⟨

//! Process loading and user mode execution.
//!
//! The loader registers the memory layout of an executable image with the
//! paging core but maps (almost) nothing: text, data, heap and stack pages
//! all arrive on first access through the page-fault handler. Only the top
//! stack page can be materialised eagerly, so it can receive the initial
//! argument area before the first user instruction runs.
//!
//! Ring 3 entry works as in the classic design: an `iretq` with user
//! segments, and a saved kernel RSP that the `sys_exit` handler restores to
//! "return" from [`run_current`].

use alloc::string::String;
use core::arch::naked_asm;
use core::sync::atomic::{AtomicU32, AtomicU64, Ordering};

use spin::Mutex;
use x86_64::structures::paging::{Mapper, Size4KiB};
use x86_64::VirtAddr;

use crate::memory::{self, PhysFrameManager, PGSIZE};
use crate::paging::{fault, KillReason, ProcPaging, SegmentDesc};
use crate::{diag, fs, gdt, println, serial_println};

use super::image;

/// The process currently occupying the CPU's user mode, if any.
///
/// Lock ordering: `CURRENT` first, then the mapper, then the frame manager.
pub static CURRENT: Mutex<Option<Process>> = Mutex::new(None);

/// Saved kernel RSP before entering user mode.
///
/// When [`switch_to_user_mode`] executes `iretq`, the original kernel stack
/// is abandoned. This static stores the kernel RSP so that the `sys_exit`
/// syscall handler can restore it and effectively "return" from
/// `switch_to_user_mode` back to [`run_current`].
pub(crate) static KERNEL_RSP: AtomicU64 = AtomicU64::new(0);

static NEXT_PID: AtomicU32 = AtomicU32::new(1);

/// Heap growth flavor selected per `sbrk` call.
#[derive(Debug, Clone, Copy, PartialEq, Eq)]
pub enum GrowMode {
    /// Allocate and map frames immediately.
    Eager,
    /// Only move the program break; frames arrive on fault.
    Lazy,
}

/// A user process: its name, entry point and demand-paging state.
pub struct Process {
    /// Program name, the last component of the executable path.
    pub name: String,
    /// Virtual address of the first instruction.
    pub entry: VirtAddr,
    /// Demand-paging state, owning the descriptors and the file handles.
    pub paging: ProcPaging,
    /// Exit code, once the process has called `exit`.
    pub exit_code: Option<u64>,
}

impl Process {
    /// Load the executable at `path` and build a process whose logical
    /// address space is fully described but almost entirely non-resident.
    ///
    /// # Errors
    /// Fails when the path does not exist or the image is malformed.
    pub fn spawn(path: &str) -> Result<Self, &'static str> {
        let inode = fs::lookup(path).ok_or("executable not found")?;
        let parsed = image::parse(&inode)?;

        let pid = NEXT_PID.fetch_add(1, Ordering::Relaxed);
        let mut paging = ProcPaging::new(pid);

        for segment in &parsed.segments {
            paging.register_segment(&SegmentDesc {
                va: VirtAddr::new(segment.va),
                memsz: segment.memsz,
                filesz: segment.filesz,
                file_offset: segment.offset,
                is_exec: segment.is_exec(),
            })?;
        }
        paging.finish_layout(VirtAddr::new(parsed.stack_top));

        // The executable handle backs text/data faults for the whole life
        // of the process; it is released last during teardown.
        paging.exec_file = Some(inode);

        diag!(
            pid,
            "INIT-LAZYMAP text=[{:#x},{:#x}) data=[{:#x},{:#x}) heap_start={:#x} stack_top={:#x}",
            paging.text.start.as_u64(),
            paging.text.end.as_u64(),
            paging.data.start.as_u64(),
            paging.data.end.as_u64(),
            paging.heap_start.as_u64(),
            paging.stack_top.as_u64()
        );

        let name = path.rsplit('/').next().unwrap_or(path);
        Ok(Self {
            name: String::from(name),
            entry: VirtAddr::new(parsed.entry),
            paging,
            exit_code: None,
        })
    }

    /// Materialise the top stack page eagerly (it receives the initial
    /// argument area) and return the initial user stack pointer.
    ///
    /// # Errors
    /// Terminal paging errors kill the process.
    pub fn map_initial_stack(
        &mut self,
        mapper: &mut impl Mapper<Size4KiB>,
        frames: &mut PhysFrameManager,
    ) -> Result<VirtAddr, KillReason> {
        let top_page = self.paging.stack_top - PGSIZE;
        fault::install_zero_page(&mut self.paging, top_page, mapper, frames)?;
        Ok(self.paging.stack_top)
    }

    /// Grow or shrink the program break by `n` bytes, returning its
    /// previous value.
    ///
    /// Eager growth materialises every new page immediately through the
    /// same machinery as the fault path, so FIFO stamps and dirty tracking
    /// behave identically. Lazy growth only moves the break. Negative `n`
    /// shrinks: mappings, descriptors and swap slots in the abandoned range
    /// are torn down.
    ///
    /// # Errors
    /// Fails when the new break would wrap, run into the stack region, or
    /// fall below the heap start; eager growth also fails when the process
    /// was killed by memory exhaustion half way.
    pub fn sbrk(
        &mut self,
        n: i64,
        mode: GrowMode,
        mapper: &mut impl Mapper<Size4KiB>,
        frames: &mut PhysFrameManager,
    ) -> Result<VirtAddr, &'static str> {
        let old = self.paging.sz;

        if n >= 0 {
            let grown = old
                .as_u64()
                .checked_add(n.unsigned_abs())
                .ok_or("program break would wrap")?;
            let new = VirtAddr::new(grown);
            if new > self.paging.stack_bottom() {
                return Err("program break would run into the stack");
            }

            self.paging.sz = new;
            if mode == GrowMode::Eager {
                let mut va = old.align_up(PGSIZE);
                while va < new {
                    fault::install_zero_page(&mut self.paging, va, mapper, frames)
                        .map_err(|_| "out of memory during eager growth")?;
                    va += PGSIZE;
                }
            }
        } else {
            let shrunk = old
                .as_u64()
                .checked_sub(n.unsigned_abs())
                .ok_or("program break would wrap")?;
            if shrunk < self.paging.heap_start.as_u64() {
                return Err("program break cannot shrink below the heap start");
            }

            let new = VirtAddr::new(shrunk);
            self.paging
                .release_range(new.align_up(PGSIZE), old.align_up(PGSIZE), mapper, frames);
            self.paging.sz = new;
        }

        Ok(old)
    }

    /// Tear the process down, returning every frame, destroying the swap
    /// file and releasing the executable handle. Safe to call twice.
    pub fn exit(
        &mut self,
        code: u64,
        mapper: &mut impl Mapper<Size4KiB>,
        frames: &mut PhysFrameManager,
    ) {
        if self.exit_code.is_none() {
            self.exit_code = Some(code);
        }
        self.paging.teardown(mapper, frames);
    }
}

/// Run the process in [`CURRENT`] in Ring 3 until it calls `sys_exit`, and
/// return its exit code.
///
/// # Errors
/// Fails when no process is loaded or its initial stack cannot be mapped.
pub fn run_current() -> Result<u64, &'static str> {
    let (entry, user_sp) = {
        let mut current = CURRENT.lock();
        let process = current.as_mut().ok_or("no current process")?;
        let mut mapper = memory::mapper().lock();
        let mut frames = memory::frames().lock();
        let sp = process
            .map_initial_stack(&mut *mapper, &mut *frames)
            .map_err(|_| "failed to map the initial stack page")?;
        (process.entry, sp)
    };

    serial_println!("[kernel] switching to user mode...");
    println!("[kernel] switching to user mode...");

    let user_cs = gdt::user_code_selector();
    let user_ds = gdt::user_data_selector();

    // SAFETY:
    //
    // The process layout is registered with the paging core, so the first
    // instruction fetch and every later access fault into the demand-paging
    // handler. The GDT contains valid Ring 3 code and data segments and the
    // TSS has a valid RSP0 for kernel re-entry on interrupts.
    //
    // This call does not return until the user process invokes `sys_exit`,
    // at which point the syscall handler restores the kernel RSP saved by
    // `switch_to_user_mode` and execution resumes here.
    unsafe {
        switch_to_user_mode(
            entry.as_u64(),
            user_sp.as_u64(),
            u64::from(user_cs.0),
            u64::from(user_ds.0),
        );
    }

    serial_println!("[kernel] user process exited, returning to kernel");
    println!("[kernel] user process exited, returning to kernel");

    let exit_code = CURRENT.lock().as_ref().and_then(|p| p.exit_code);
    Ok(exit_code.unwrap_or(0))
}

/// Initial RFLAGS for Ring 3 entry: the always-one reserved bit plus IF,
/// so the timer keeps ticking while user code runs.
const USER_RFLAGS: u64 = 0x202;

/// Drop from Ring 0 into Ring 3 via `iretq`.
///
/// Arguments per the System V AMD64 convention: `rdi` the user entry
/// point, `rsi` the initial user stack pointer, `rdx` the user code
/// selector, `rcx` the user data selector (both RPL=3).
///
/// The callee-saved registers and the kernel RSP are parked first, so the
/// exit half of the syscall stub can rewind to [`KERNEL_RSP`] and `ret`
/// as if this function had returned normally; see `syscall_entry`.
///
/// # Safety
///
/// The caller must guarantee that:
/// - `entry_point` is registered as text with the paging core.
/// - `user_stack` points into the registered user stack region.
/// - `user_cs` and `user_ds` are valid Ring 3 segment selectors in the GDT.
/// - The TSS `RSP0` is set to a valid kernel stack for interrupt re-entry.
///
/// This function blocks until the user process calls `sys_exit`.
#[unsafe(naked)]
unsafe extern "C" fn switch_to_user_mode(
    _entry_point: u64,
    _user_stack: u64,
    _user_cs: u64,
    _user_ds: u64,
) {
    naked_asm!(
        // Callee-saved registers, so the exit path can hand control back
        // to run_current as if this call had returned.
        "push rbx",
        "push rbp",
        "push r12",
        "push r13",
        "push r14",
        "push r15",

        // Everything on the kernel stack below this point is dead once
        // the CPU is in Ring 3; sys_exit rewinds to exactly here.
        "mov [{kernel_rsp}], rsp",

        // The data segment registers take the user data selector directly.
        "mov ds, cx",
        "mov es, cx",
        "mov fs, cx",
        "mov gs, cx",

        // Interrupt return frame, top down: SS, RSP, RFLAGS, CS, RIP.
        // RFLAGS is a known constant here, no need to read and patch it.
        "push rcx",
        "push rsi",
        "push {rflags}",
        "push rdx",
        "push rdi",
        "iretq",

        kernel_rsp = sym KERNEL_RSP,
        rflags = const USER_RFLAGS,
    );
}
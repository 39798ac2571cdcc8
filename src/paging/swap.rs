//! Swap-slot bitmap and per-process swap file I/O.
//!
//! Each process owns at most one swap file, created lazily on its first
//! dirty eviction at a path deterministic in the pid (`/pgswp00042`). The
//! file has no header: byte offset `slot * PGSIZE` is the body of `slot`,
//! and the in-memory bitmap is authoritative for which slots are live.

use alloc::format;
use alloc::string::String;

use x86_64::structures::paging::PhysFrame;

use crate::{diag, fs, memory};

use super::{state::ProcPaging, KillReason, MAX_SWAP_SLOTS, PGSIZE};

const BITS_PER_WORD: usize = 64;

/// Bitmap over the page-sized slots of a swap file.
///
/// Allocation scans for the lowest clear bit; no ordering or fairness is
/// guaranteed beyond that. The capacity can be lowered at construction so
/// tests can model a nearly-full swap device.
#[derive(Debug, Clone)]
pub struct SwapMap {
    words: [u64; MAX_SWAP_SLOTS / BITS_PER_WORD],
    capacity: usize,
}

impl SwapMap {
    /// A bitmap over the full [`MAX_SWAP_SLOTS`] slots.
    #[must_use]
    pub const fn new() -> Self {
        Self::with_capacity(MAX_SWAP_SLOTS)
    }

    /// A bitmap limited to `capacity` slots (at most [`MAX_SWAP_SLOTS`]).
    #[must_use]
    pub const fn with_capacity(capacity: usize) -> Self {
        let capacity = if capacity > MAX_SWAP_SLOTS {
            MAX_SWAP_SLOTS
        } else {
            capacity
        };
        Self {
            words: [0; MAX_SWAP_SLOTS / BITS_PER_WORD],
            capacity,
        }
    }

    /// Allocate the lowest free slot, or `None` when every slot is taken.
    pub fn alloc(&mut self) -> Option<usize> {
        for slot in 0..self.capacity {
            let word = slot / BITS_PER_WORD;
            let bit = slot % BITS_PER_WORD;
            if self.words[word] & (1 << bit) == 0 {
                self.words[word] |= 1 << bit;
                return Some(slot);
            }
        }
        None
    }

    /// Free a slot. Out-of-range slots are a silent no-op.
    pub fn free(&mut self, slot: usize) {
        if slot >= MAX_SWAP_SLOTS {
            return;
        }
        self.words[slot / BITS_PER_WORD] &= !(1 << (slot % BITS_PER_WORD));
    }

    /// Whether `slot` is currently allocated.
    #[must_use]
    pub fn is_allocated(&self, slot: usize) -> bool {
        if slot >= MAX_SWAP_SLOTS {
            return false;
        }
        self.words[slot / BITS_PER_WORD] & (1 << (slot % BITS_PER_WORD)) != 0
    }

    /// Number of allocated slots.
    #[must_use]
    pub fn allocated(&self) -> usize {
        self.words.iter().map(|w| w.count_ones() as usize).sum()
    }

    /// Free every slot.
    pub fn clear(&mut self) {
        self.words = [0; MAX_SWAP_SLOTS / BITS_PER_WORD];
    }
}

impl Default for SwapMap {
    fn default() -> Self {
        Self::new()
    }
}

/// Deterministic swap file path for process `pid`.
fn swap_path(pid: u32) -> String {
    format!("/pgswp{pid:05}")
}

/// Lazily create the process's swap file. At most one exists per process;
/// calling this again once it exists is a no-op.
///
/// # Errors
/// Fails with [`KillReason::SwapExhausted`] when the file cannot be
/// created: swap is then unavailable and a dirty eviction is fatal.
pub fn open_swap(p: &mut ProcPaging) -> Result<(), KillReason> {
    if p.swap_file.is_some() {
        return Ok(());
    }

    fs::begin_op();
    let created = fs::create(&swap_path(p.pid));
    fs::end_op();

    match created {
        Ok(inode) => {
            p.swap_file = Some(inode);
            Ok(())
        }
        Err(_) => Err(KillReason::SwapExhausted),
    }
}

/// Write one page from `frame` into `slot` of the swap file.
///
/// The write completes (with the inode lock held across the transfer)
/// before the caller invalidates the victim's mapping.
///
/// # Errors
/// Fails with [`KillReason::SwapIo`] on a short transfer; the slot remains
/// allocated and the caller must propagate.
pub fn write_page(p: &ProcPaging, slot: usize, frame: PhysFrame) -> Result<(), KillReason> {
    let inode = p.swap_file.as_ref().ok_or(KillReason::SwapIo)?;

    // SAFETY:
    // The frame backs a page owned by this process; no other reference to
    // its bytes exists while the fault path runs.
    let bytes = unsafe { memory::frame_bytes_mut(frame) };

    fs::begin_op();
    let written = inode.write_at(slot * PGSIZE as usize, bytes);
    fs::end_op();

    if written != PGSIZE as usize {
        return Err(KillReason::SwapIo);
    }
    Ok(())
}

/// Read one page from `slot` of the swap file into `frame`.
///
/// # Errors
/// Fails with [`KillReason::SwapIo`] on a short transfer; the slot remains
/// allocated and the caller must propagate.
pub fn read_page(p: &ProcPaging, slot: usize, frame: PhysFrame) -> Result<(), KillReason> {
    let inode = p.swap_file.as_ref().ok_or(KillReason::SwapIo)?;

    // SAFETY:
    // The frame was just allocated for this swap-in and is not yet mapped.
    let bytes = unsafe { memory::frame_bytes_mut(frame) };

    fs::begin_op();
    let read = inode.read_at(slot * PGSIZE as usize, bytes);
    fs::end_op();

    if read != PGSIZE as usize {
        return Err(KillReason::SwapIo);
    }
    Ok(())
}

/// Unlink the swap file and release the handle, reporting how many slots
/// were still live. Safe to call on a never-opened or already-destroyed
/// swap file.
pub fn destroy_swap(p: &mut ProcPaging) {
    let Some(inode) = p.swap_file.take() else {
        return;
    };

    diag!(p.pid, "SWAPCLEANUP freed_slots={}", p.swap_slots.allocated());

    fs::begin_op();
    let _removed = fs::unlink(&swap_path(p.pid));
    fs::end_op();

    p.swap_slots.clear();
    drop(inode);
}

⟩

**WHAT YOU SHOULD DO**
Using the material above, report each line where "lowest" occurs.

**RESULT OF THE TASK**
/// Allocation scans for the lowest clear bit; no ordering or fairness is
    /// Allocate the lowest free slot, or `None` when every slot is taken.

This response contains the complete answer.